Once again, the day's bright sun has made its transit across the vast, free nation--- from coast to coast its manifest destiny recovered from the senseless separation of soul from body and limb from limb, infected by the incessant suppuration of chattel slavery. Sighted across one humble, leaning headstone, the sun grows smaller and redder as the stars move eastward, and from the same site, sighted, gather across the stripes of late spring's mists, watching over the several states by night. I remember, as a boy employed here, caretaker of memories I did not then care for, a tall, gaunt man came here to visit, sometimes; accompanied by men of means and muscles who held back, by the fence, respectfully silent in the stark presence of grief that seemed to twist the tall, gaunt man's chiseled face.
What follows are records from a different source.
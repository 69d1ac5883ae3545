//! Letter discrimination by speech.
//!
//! The child is shown two easily confused letters or words and says the
//! target one aloud. The transcript is matched against both options.

use serde::{Deserialize, Serialize};
use tracing::debug;

use crate::error::{FeatureError, UnsupportedCapability};
use crate::traits::SpeechRecognizer;

/// Two confusable options and the one the child should say.
#[derive(Debug, Clone, PartialEq, Eq, Serialize, Deserialize)]
pub struct DiscriminationPair {
    pub options: [String; 2],
    pub answer: String,
}

impl DiscriminationPair {
    pub fn new(a: &str, b: &str, answer: &str) -> Self {
        Self {
            options: [a.to_string(), b.to_string()],
            answer: answer.to_string(),
        }
    }

    /// The option that is not the answer.
    pub fn distractor(&self) -> Option<&str> {
        self.options
            .iter()
            .find(|o| **o != self.answer)
            .map(String::as_str)
    }
}

/// The built-in pairs: b/d, p/q and was/saw.
pub fn builtin_pairs() -> Vec<DiscriminationPair> {
    vec![
        DiscriminationPair::new("b", "d", "b"),
        DiscriminationPair::new("p", "q", "p"),
        DiscriminationPair::new("was", "saw", "was"),
    ]
}

/// What the transcript was judged to be.
#[derive(Debug, Clone, PartialEq, Eq)]
pub enum Judgement {
    Correct,
    /// The child said the other option.
    HeardOther(String),
    Unrecognized,
}

/// Lowercase and keep only `a-z`.
pub fn clean_transcript(transcript: &str) -> String {
    transcript
        .chars()
        .filter_map(|c| {
            let c = c.to_ascii_lowercase();
            c.is_ascii_lowercase().then_some(c)
        })
        .collect()
}

/// Match a transcript against a pair.
pub fn judge(pair: &DiscriminationPair, transcript: &str) -> Judgement {
    let cleaned = clean_transcript(transcript);
    if cleaned.contains(&pair.answer.to_lowercase()) {
        return Judgement::Correct;
    }
    match pair.distractor() {
        Some(other) if cleaned.contains(&other.to_lowercase()) => {
            Judgement::HeardOther(other.to_string())
        }
        _ => Judgement::Unrecognized,
    }
}

/// Round-robin game over a list of pairs.
#[derive(Debug, Clone)]
pub struct DiscriminationGame {
    pairs: Vec<DiscriminationPair>,
    index: usize,
    correct: u32,
}

impl DiscriminationGame {
    /// `None` when `pairs` is empty.
    pub fn new(pairs: Vec<DiscriminationPair>) -> Option<Self> {
        (!pairs.is_empty()).then_some(Self {
            pairs,
            index: 0,
            correct: 0,
        })
    }

    pub fn current(&self) -> &DiscriminationPair {
        &self.pairs[self.index]
    }

    pub fn correct(&self) -> u32 {
        self.correct
    }

    /// Judge a transcript; a correct answer moves on to the next pair.
    pub fn submit(&mut self, transcript: &str) -> Judgement {
        let judgement = judge(self.current(), transcript);
        debug!(transcript, ?judgement, "judged");
        if judgement == Judgement::Correct {
            self.correct += 1;
            self.index = (self.index + 1) % self.pairs.len();
        }
        judgement
    }

    /// Listen once and judge what was heard.
    pub async fn listen(
        &mut self,
        recognizer: &dyn SpeechRecognizer,
    ) -> Result<Judgement, FeatureError> {
        if !recognizer.is_supported() {
            return Err(UnsupportedCapability::new("speech recognition").into());
        }
        let transcript = recognizer
            .listen()
            .await
            .map_err(|e| FeatureError::external("speech recognizer", e))?;
        Ok(self.submit(&transcript))
    }
}

#[cfg(test)]
mod tests {
    use super::*;
    use crate::error::Notice;
    use async_trait::async_trait;

    struct Unsupported;

    #[async_trait]
    impl SpeechRecognizer for Unsupported {
        fn is_supported(&self) -> bool {
            false
        }

        async fn listen(&self) -> anyhow::Result<String> {
            anyhow::bail!("unreachable")
        }
    }

    struct Scripted(&'static str);

    #[async_trait]
    impl SpeechRecognizer for Scripted {
        fn is_supported(&self) -> bool {
            true
        }

        async fn listen(&self) -> anyhow::Result<String> {
            Ok(self.0.to_string())
        }
    }

    #[test]
    fn cleaning_keeps_letters_only() {
        assert_eq!(clean_transcript("B!"), "b");
        assert_eq!(clean_transcript("It was, I think."), "itwasithink");
        assert_eq!(clean_transcript("123"), "");
    }

    #[test]
    fn judge_matches_answer_then_distractor() {
        let pair = DiscriminationPair::new("was", "saw", "was");
        assert_eq!(judge(&pair, "WAS"), Judgement::Correct);
        assert_eq!(judge(&pair, "saw"), Judgement::HeardOther("saw".into()));
        assert_eq!(judge(&pair, "hello"), Judgement::Unrecognized);
    }

    #[test]
    fn correct_answer_advances_round_robin() {
        let mut game = DiscriminationGame::new(builtin_pairs()).unwrap();
        assert_eq!(game.current().answer, "b");
        assert_eq!(game.submit("dee"), Judgement::HeardOther("d".into()));
        assert_eq!(game.current().answer, "b");

        assert_eq!(game.submit("bee"), Judgement::Correct);
        assert_eq!(game.current().answer, "p");
        game.submit("p");
        game.submit("was");
        assert_eq!(game.current().answer, "b");
        assert_eq!(game.correct(), 3);
    }

    #[test]
    fn empty_pair_list_is_rejected() {
        assert!(DiscriminationGame::new(vec![]).is_none());
    }

    #[tokio::test]
    async fn missing_recognizer_disables_feature() {
        let mut game = DiscriminationGame::new(builtin_pairs()).unwrap();
        let err = game.listen(&Unsupported).await.unwrap_err();
        assert!(matches!(err.notice(), Notice::Persistent(_)));
    }

    #[tokio::test]
    async fn listen_judges_transcript() {
        let mut game = DiscriminationGame::new(builtin_pairs()).unwrap();
        assert_eq!(
            game.listen(&Scripted("b")).await.unwrap(),
            Judgement::Correct
        );
    }
}
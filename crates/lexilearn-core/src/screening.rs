//! Parent screening questionnaire and its scoring rubric.
//!
//! Each question has 3 or 4 ordered answers worth `0..k-1` points. The total
//! is the sum of the chosen values, and the share of the maximum possible
//! score falls into one of three bands.

use std::collections::{HashMap, HashSet};
use std::fmt;

use serde::{Deserialize, Serialize};
use thiserror::Error;

/// Shown alongside every result.
pub const DISCLAIMER: &str = "This screening is not a diagnosis. It is a tool to help identify potential signs of dyslexia. Please consult a qualified professional for an accurate diagnosis.";

/// Below this percentage the band is Low.
pub const LOW_THRESHOLD: f64 = 30.0;
/// Below this percentage (and at or above [`LOW_THRESHOLD`]) the band is Moderate.
pub const HIGH_THRESHOLD: f64 = 60.0;

const MIN_OPTIONS: usize = 3;
const MAX_OPTIONS: usize = 4;

/// One selectable answer.
#[derive(Debug, Clone, PartialEq, Eq, Serialize, Deserialize)]
pub struct ResponseOption {
    pub label: String,
    pub value: u32,
}

/// A single question.
#[derive(Debug, Clone, PartialEq, Eq, Serialize, Deserialize)]
pub struct Question {
    pub id: String,
    pub text: String,
    pub options: Vec<ResponseOption>,
}

impl Question {
    /// Highest value an answer to this question can have.
    pub fn max_value(&self) -> u32 {
        self.options.len().saturating_sub(1) as u32
    }
}

/// Errors from building a questionnaire or scoring answers.
#[derive(Debug, Clone, PartialEq, Eq, Error)]
pub enum ScreeningError {
    #[error("questionnaire has no questions")]
    Empty,

    #[error("question '{id}' has {count} options, expected 3 or 4")]
    OptionCount { id: String, count: usize },

    #[error("question '{id}': option values must be 0..{count} in order")]
    OptionValues { id: String, count: usize },

    #[error("duplicate question id '{0}'")]
    DuplicateId(String),

    #[error("question '{0}' was not answered")]
    Unanswered(String),

    #[error("answer {value} is not an option for question '{id}'")]
    InvalidAnswer { id: String, value: u32 },

    #[error("answer given for unknown question '{0}'")]
    UnknownQuestion(String),
}

/// Chosen value per question id.
pub type Answers = HashMap<String, u32>;

/// Qualitative likelihood band.
#[derive(Debug, Clone, Copy, PartialEq, Eq, Hash, Serialize, Deserialize)]
#[serde(rename_all = "lowercase")]
pub enum Band {
    Low,
    Moderate,
    High,
}

impl Band {
    /// Band for a percentage of the maximum score.
    pub fn from_percentage(percentage: f64) -> Self {
        if percentage < LOW_THRESHOLD {
            Band::Low
        } else if percentage < HIGH_THRESHOLD {
            Band::Moderate
        } else {
            Band::High
        }
    }

    pub fn label(&self) -> &'static str {
        match self {
            Band::Low => "Low Likelihood",
            Band::Moderate => "Moderate Likelihood",
            Band::High => "High Likelihood",
        }
    }

    pub fn description(&self) -> &'static str {
        match self {
            Band::Low => "Based on your answers, the observed behaviors show a low correlation with common signs of dyslexia.",
            Band::Moderate => "Your answers indicate some signs that are consistent with dyslexia.",
            Band::High => "The behaviors you've reported show a strong correlation with the common signs of dyslexia.",
        }
    }

    pub fn advice(&self) -> &'static str {
        match self {
            Band::Low => "While the signs are not strong, continue to monitor your child's progress and encourage a love for reading. If you have any concerns, it's always best to speak with a teacher or pediatrician.",
            Band::Moderate => "It may be beneficial to discuss these observations with your child's teacher and consider a professional evaluation. Early support can make a significant difference.",
            Band::High => "We strongly recommend that you consult with a specialist, such as an educational psychologist or a pediatrician, for a formal diagnostic assessment. Early and targeted intervention is key to helping children with dyslexia thrive.",
        }
    }
}

impl fmt::Display for Band {
    fn fmt(&self, f: &mut fmt::Formatter<'_>) -> fmt::Result {
        f.write_str(self.label())
    }
}

/// Scored answers.
#[derive(Debug, Clone, PartialEq, Serialize, Deserialize)]
pub struct ScreeningResult {
    pub raw: u32,
    pub max: u32,
    pub percentage: f64,
    pub band: Band,
}

/// A validated set of questions.
#[derive(Debug, Clone, PartialEq, Eq, Serialize, Deserialize)]
pub struct Questionnaire {
    questions: Vec<Question>,
}

impl Questionnaire {
    pub fn new(questions: Vec<Question>) -> Result<Self, ScreeningError> {
        if questions.is_empty() {
            return Err(ScreeningError::Empty);
        }
        let mut seen = HashSet::new();
        for q in &questions {
            let count = q.options.len();
            if !(MIN_OPTIONS..=MAX_OPTIONS).contains(&count) {
                return Err(ScreeningError::OptionCount {
                    id: q.id.clone(),
                    count,
                });
            }
            if q.options.iter().zip(0u32..).any(|(o, i)| o.value != i) {
                return Err(ScreeningError::OptionValues {
                    id: q.id.clone(),
                    count,
                });
            }
            if !seen.insert(q.id.as_str()) {
                return Err(ScreeningError::DuplicateId(q.id.clone()));
            }
        }
        Ok(Self { questions })
    }

    pub fn questions(&self) -> &[Question] {
        &self.questions
    }

    pub fn len(&self) -> usize {
        self.questions.len()
    }

    pub fn is_empty(&self) -> bool {
        self.questions.is_empty()
    }

    pub fn max_score(&self) -> u32 {
        self.questions.iter().map(Question::max_value).sum()
    }

    /// Answers given positionally, one value per question.
    pub fn answers_in_order(&self, values: &[u32]) -> Answers {
        self.questions
            .iter()
            .zip(values)
            .map(|(q, v)| (q.id.clone(), *v))
            .collect()
    }

    /// Score a complete set of answers.
    pub fn score(&self, answers: &Answers) -> Result<ScreeningResult, ScreeningError> {
        if let Some(id) = answers
            .keys()
            .find(|id| !self.questions.iter().any(|q| &q.id == *id))
        {
            return Err(ScreeningError::UnknownQuestion(id.clone()));
        }

        let mut raw = 0;
        for q in &self.questions {
            let value = *answers
                .get(&q.id)
                .ok_or_else(|| ScreeningError::Unanswered(q.id.clone()))?;
            if value > q.max_value() {
                return Err(ScreeningError::InvalidAnswer {
                    id: q.id.clone(),
                    value,
                });
            }
            raw += value;
        }

        let max = self.max_score();
        let percentage = if max == 0 {
            0.0
        } else {
            f64::from(raw) / f64::from(max) * 100.0
        };
        Ok(ScreeningResult {
            raw,
            max,
            percentage,
            band: Band::from_percentage(percentage),
        })
    }
}

fn frequency_question(id: &str, text: &str) -> Question {
    labelled_question(id, text, &["Rarely or Never", "Sometimes", "Often"])
}

fn labelled_question(id: &str, text: &str, labels: &[&str]) -> Question {
    Question {
        id: id.to_string(),
        text: text.to_string(),
        options: labels
            .iter()
            .zip(0u32..)
            .map(|(label, value)| ResponseOption {
                label: label.to_string(),
                value,
            })
            .collect(),
    }
}

/// The twelve-question parent screening.
pub fn builtin_questionnaire() -> Questionnaire {
    let questions = vec![
        frequency_question("q1", "Does your child have trouble recognizing the letters of the alphabet?"),
        frequency_question("q2", "Does your child misread or omit common short words like 'a', 'the', 'is'?"),
        frequency_question("q3", "Does your child confuse letters that look similar, like 'b' and 'd', or 'p' and 'q'?"),
        frequency_question("q4", "Does your child have difficulty sounding out new words?"),
        frequency_question("q5", "Does your child complain about words or letters 'moving around' on the page while reading?"),
        frequency_question("q6", "Does your child struggle with rhyming words (e.g., cat, hat, bat)?"),
        frequency_question("q7", "Does your child have difficulty remembering sequences, like days of the week, months, or the alphabet?"),
        frequency_question("q8", "Is your child's spelling unpredictable and inconsistent (e.g., spelling the same word differently in the same document)?"),
        frequency_question("q9", "Does your child avoid reading aloud or seem unusually stressed or tired when asked to do so?"),
        frequency_question("q10", "Does your child have trouble telling left from right?"),
        frequency_question("q11", "When writing, does your child reverse letters or numbers past the first grade (e.g., writing 'saw' as 'was', or '3' as 'E')?"),
        labelled_question("q12", "Is there a family history of dyslexia or reading difficulties?", &["No", "Unsure", "Yes"]),
    ];
    Questionnaire { questions }
}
About to depart, after a little while, he paused to ask me, please, to keep the weeds and choking thorns away as best I could. "The separation of the soul from its body," he said, in his reedy voice, "ought to be mourned "by more than a carved slab with a name and date." and "Who shall strive, to the last, to stay the plague?" When he had gone, I crept back to that grave, and read the name carved on the stone's face, Ann Rutledge. I asked about her, in the town, later: the sole heart's friend of President Lincoln, from whose embrace the typhoid struck her down. Of soul and body, the awful separation, the compromised destiny of the young nation, infected by enslavement's suppuration, and who strived to the last to stay that plague?

Author's Notes/Comments: 

This poem was inspired, in general, by the poems in Edgar Lee Master's "Spoon River Anthology"; especially, the poems on Ann Rutledge and Rebecca Wasson (the description of the sun's setting smallness). Old Concord Burial Ground was the original place of Ann Rutledge's burial.